Google Is E-Business Customer Satisfaction Leader, Again
Google has extended its customer satisfaction lead over Yahoo!, according to the annual American Customer Satisfaction Index (ACSI) E-Business Report. Although Google's score fell from last year's 82 to this year's 81, it was still strong enough to secure its position as e-business satisfaction leader for the fifth year in a row. Yahoo!, however, saw its score slide from its all-time high score last year of 80, to this year's 76. The e-business report examines three categories: search engines, portals, and online news and information sites; Google and Ask.com are in the search engines category, while Yahoo!, AOL, and MSN are in the portals category. Companies like Amazon.com and eBay are examined in the e-commerce report.
The ACSI is produced by the University of Michigan, in partnership with American Society for Quality and CFI Group. ForeSee Results, an online satisfaction measurement firm, a cosponsor and author of the report, leverages the University's ACSI methodology, which includes site users' likelihood of using a site again or recommending it to other users, to determine rankings based on a 100-point scale.
One reason for Google's lead on the satisfaction front is its continued focus on search, while widening its service offerings to include capabilities like Gmail and Google Maps, says Larry Freed, president and CEO of ForeSee Results. He adds, however, that Google's big challenge going forward will be how it can make "Google Maps, Gmail, and some of the other features they have market share leaders."
Yahoo! maintains its second place footing, albeit experiencing the largest year-over-year skid of the individually measured e-business companies. Whereas Google delivers a clean homepage, Yahoo!'s approach is to immediately provide site visitors with many options. While choice is good, too many choices may overwhelm and confuse users with more options than they need or want, according to Freed. "There's a break point, and it's hard to know where that break point is, where too much choice is not good for consumers," he says. He adds, though, that Yahoo! has been able to maintain its position and reputation as an innovator though offerings like Yahoo! Answers.
AOL realized the largest satisfaction score increase, rising from 71 to 74, making the total increase 32 percent since its ACSI score was first measured in 2000. This uptake, according to Freed, is attributable to AOL's evolving business model--for instance, the company plans to shift from an ISP membership service to a site that is free for broadband users and that makes money on advertising revenues and selective paid content.
Another reason, interestingly enough, may be AOL's shrinking customer base. "Their membership has been declining," Freed says. "It's almost somewhat of a false positive in that as your membership declines you get to a point where all that's left are those that are more loyal and more satisfied, so you have a natural push up in satisfaction."
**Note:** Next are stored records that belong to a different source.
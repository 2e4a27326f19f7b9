//! Prometheus metrics for Meridian.
//!
//! # Standard Metrics
//!
//! | Metric | Type | Labels | Description |
//! |--------|------|--------|-------------|
//! | `meridian_routes_discovered_total` | Counter | `service` | Routes persisted by discovery |
//! | `meridian_discovery_failures_total` | Counter | `service`, `category` | Failed service discoveries |
//! | `meridian_schema_fetch_duration_seconds` | Histogram | `outcome` | API document fetch latency |
//! | `meridian_documents_merged_total` | Counter | - | Documents folded into merged output |
//!
//! Recording functions are no-ops until [`init_metrics`] installs a recorder.

use crate::error::TelemetryError;
use crate::TelemetryResult;
use metrics::{counter, describe_counter, describe_histogram, histogram};
use metrics_exporter_prometheus::PrometheusBuilder;
use std::net::SocketAddr;
use std::time::Duration;

/// Routes discovered counter.
pub const ROUTES_DISCOVERED_TOTAL: &str = "meridian_routes_discovered_total";

/// Discovery failure counter.
pub const DISCOVERY_FAILURES_TOTAL: &str = "meridian_discovery_failures_total";

/// Schema fetch latency histogram.
pub const SCHEMA_FETCH_DURATION_SECONDS: &str = "meridian_schema_fetch_duration_seconds";

/// Merged documents counter.
pub const DOCUMENTS_MERGED_TOTAL: &str = "meridian_documents_merged_total";

/// Metrics configuration.
#[derive(Debug, Clone)]
pub struct MetricsConfig {
    /// Whether metrics are enabled.
    pub enabled: bool,

    /// Address the Prometheus listener binds to (e.g., "0.0.0.0:9090").
    pub addr: String,

    /// Service name, attached to every metric as a global label.
    pub service_name: String,

    /// Histogram buckets for fetch duration, in seconds.
    pub duration_buckets: Vec<f64>,
}

impl Default for MetricsConfig {
    fn default() -> Self {
        Self {
            enabled: false,
            addr: "0.0.0.0:9090".to_string(),
            service_name: "meridian-gateway".to_string(),
            duration_buckets: vec![0.005, 0.01, 0.025, 0.05, 0.1, 0.25, 0.5, 1.0, 2.5, 5.0, 10.0],
        }
    }
}

/// Outcome label for [`record_schema_fetch`].
#[derive(Debug, Clone, Copy, PartialEq, Eq)]
pub enum FetchOutcome {
    /// Document fetched and decoded.
    Success,
    /// Transport error or timeout.
    NetworkError,
    /// Non-2xx response.
    HttpError,
    /// Body was not a usable document.
    DecodeError,
}

impl FetchOutcome {
    /// Label value.
    pub const fn as_str(&self) -> &'static str {
        match self {
            Self::Success => "success",
            Self::NetworkError => "network_error",
            Self::HttpError => "http_error",
            Self::DecodeError => "decode_error",
        }
    }
}

/// Installs the Prometheus recorder and spawns its HTTP listener.
///
/// Must be called from within a tokio runtime.
///
/// # Errors
///
/// Returns `TelemetryError::InvalidAddress` for an unparsable address and
/// `TelemetryError::MetricsInit` if the exporter cannot be built or a
/// recorder is already installed.
pub fn init_metrics(config: &MetricsConfig) -> TelemetryResult<()> {
    if !config.enabled {
        return Ok(());
    }

    let addr: SocketAddr = config
        .addr
        .parse()
        .map_err(|e| TelemetryError::InvalidAddress(format!("{}: {e}", config.addr)))?;

    let (recorder, exporter) = PrometheusBuilder::new()
        .with_http_listener(addr)
        .add_global_label("service_name", config.service_name.clone())
        .set_buckets(&config.duration_buckets)
        .map_err(|e| TelemetryError::MetricsInit(e.to_string()))?
        .build()
        .map_err(|e| TelemetryError::MetricsInit(e.to_string()))?;

    metrics::set_global_recorder(recorder)
        .map_err(|e| TelemetryError::MetricsInit(e.to_string()))?;

    tokio::spawn(async move {
        if let Err(e) = exporter.await {
            tracing::error!(error = ?e, "Prometheus exporter stopped");
        }
    });

    register_metric_descriptions();
    tracing::info!(addr = %addr, "Metrics exporter listening");

    Ok(())
}

fn register_metric_descriptions() {
    describe_counter!(
        ROUTES_DISCOVERED_TOTAL,
        "Total number of routes persisted by route discovery"
    );
    describe_counter!(
        DISCOVERY_FAILURES_TOTAL,
        "Total number of services whose route discovery failed"
    );
    describe_histogram!(
        SCHEMA_FETCH_DURATION_SECONDS,
        "API document fetch duration in seconds"
    );
    describe_counter!(
        DOCUMENTS_MERGED_TOTAL,
        "Total number of API documents folded into a merged document"
    );
}

/// Records routes persisted for a service.
pub fn record_routes_discovered(service: &str, count: usize) {
    counter!(ROUTES_DISCOVERED_TOTAL, "service" => service.to_string())
        .increment(count as u64);
}

/// Records a failed discovery for a service.
///
/// `category` is the error category (e.g., "network", "http_status").
pub fn record_discovery_failure(service: &str, category: &str) {
    counter!(
        DISCOVERY_FAILURES_TOTAL,
        "service" => service.to_string(),
        "category" => category.to_string()
    )
    .increment(1);
}

/// Records one API document fetch.
pub fn record_schema_fetch(outcome: FetchOutcome, duration: Duration) {
    histogram!(SCHEMA_FETCH_DURATION_SECONDS, "outcome" => outcome.as_str())
        .record(duration.as_secs_f64());
}

/// Records documents folded into a merge.
pub fn record_documents_merged(count: usize) {
    counter!(DOCUMENTS_MERGED_TOTAL).increment(count as u64);
}
//! Route extraction from API documents.
//!
//! Walks `paths` in document order and emits one [`Route`] per
//! GET/POST/PUT/DELETE/PATCH operation. Everything else under a path item
//! (`parameters`, `summary`, `options`, `x-*` ...) is skipped.

use meridian_core::{ApiDocument, HttpMethod, HttpProtocol, RateLimit, Route};
use serde_json::{Map, Value};
use tracing::{debug, warn};

use crate::error::{DiscoveryError, DiscoveryResult};

/// Header parameter whose required presence marks a route as authenticated.
pub const AUTH_HEADER_PARAMETER: &str = "userId";

/// Operation extension carrying a rate limit.
pub const RATE_LIMIT_EXTENSION: &str = "x-rate-limit";

/// Turns API documents into routes.
#[derive(Debug, Clone, Copy, Default)]
pub struct RouteExtractor;

impl RouteExtractor {
    /// Creates an extractor.
    pub fn new() -> Self {
        Self
    }

    /// Extracts the routes of `doc` for `service_name`.
    ///
    /// Routes come out in document order: paths first, then verbs within a
    /// path. An operation that is not an object yields a route with default
    /// metadata.
    ///
    /// # Errors
    ///
    /// Returns [`DiscoveryError::Extraction`] if `paths` is missing or not an
    /// object, or if a path item is not an object.
    pub fn extract(
        &self,
        doc: &ApiDocument,
        service_name: &str,
        protocol: HttpProtocol,
    ) -> DiscoveryResult<Vec<Route>> {
        let paths = match doc.as_value().get("paths") {
            Some(Value::Object(paths)) => paths,
            Some(_) => return Err(DiscoveryError::extraction("`paths` is not an object")),
            None => return Err(DiscoveryError::extraction("document has no `paths`")),
        };

        let mut routes = Vec::new();
        for (path, item) in paths {
            let Some(item) = item.as_object() else {
                return Err(DiscoveryError::extraction(format!(
                    "path item for '{path}' is not an object"
                )));
            };

            for (key, operation) in item {
                let Some(method) = key
                    .parse::<HttpMethod>()
                    .ok()
                    .filter(HttpMethod::is_discoverable)
                else {
                    continue;
                };

                let route = build_route(path, method, operation, service_name, protocol);
                debug!(
                    service = %service_name,
                    method = %route.method,
                    path = %route.path,
                    require_auth = route.require_auth,
                    "Extracted route"
                );
                routes.push(route);
            }
        }

        Ok(routes)
    }
}

fn build_route(
    path: &str,
    method: HttpMethod,
    operation: &Value,
    service_name: &str,
    protocol: HttpProtocol,
) -> Route {
    let mut route = Route::new(method, path, protocol, service_name);

    let Some(operation) = operation.as_object() else {
        return route;
    };

    route.require_auth = requires_auth(operation);

    if let Some(tag) = first_tag(operation) {
        route.service_type = tag.to_string();
    }

    if let Some(raw) = operation.get(RATE_LIMIT_EXTENSION) {
        match serde_json::from_value::<RateLimit>(raw.clone()) {
            Ok(limit) => route.rate_limit = Some(limit),
            Err(e) => warn!(
                service = %service_name,
                method = %method,
                path = %path,
                error = %e,
                "Ignoring malformed x-rate-limit"
            ),
        }
    }

    route
}

/// True if the operation declares an inline, required `userId` header.
/// `$ref` parameters are not followed.
fn requires_auth(operation: &Map<String, Value>) -> bool {
    operation
        .get("parameters")
        .and_then(Value::as_array)
        .is_some_and(|params| {
            params.iter().any(|param| {
                param.get("name").and_then(Value::as_str) == Some(AUTH_HEADER_PARAMETER)
                    && param.get("in").and_then(Value::as_str) == Some("header")
                    && param.get("required").and_then(Value::as_bool) == Some(true)
            })
        })
}

fn first_tag(operation: &Map<String, Value>) -> Option<&str> {
    operation
        .get("tags")
        .and_then(Value::as_array)
        .and_then(|tags| tags.first())
        .and_then(Value::as_str)
        .filter(|tag| !tag.is_empty())
}

#[cfg(test)]
mod tests {
    use super::*;
    use serde_json::json;

    fn extract(doc: Value) -> DiscoveryResult<Vec<Route>> {
        RouteExtractor::new().extract(&ApiDocument::new(doc), "users", HttpProtocol::Http)
    }

    fn user_id_header(required: Value, location: &str) -> Value {
        json!({ "name": "userId", "in": location, "required": required })
    }

    #[test]
    fn test_required_user_id_header_requires_auth() {
        let routes = extract(json!({
            "paths": {
                "/me": { "get": { "parameters": [user_id_header(json!(true), "header")] } }
            }
        }))
        .unwrap();
        assert_eq!(routes.len(), 1);
        assert!(routes[0].require_auth);
    }

    #[test]
    fn test_optional_or_query_user_id_does_not_require_auth() {
        let routes = extract(json!({
            "paths": {
                "/a": { "get": { "parameters": [user_id_header(json!(false), "header")] } },
                "/b": { "get": { "parameters": [user_id_header(json!(true), "query")] } },
                "/c": { "get": { "parameters": [user_id_header(json!("true"), "header")] } },
                "/d": { "get": { "parameters": [{ "$ref": "#/components/parameters/UserId" }] } }
            }
        }))
        .unwrap();
        assert_eq!(routes.len(), 4);
        assert!(routes.iter().all(|r| !r.require_auth));
    }

    #[test]
    fn test_non_verb_keys_are_skipped() {
        let routes = extract(json!({
            "paths": {
                "/users/{id}": {
                    "summary": "A user",
                    "parameters": [{ "name": "id", "in": "path", "required": true }],
                    "options": {},
                    "head": {},
                    "trace": {},
                    "x-internal": true,
                    "get": {},
                    "DELETE": {}
                }
            }
        }))
        .unwrap();

        let methods: Vec<_> = routes.iter().map(|r| r.method).collect();
        assert_eq!(methods, vec![HttpMethod::Get, HttpMethod::Delete]);
    }

    #[test]
    fn test_document_order() {
        let routes = extract(json!({
            "paths": {
                "/z": { "post": {}, "get": {} },
                "/a": { "patch": {}, "put": {} }
            }
        }))
        .unwrap();

        let keys: Vec<_> = routes.iter().map(Route::key).collect();
        assert_eq!(
            keys,
            vec!["routes:POST:/z", "routes:GET:/z", "routes:PATCH:/a", "routes:PUT:/a"]
        );
    }

    #[test]
    fn test_service_type_and_defaults() {
        let routes = extract(json!({
            "paths": {
                "/tagged": { "get": { "tags": ["accounts", "admin"] } },
                "/untagged": { "get": { "tags": [] } },
                "/empty-tag": { "get": { "tags": [""] } }
            }
        }))
        .unwrap();

        assert_eq!(routes[0].service_type, "accounts");
        assert_eq!(routes[1].service_type, "users");
        assert_eq!(routes[2].service_type, "users");
        for route in &routes {
            assert_eq!(route.service_name, "users");
            assert_eq!(route.target_path, route.path);
            assert_eq!(route.protocol, HttpProtocol::Http);
        }
    }

    #[test]
    fn test_rate_limit_extension() {
        let routes = extract(json!({
            "paths": {
                "/limited": { "post": { "x-rate-limit": { "windowMs": 60000, "maxRequests": 10 } } },
                "/broken": { "post": { "x-rate-limit": "fast" } },
                "/free": { "post": {} }
            }
        }))
        .unwrap();

        assert_eq!(
            routes[0].rate_limit,
            Some(RateLimit {
                window_ms: 60_000,
                max_requests: 10
            })
        );
        assert!(routes[1].rate_limit.is_none());
        assert!(routes[2].rate_limit.is_none());
    }

    #[test]
    fn test_malformed_operation_is_tolerated() {
        let routes = extract(json!({
            "paths": { "/odd": { "get": null, "put": "nope" } }
        }))
        .unwrap();

        assert_eq!(routes.len(), 2);
        assert!(!routes[0].require_auth);
        assert_eq!(routes[1].service_type, "users");
    }

    #[test]
    fn test_malformed_paths_fail() {
        assert!(matches!(
            extract(json!({ "info": {} })),
            Err(DiscoveryError::Extraction { .. })
        ));
        assert!(matches!(
            extract(json!({ "paths": ["/users"] })),
            Err(DiscoveryError::Extraction { .. })
        ));
        assert!(matches!(
            extract(json!({ "paths": { "/users": "get" } })),
            Err(DiscoveryError::Extraction { .. })
        ));
    }

    #[test]
    fn test_https_protocol_is_carried() {
        let doc = ApiDocument::new(json!({ "paths": { "/x": { "get": {} } } }));
        let routes = RouteExtractor::new()
            .extract(&doc, "secure", HttpProtocol::Https)
            .unwrap();
        assert_eq!(routes[0].protocol, HttpProtocol::Https);
    }
}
It remains to be seen how recent reports that three AOL employees, among them CTO Maureen Govern, left the company due to a privacy gaffe that released search data for more than 500,000 Internet users, will impact AOL's standing in the next e-business report, if at all.
MSN experienced a one-point drop to 74, tying with AOL for the third slot, while Ask.com, formerly Ask Jeeves, secured a score of 71, down from last year's 72.
Overall, satisfaction with the e-business space continues to improve; the overall category score increased 0.8 percent to 76.5. But the growth rate has reduced since the 2004-2005 increase of 4.7 percent. "Consumer standards continue to rise and that is always a challenge in the Internet space," Freed says. "Giving consumers the same experience this year that they had last year is going to result in lower satisfaction."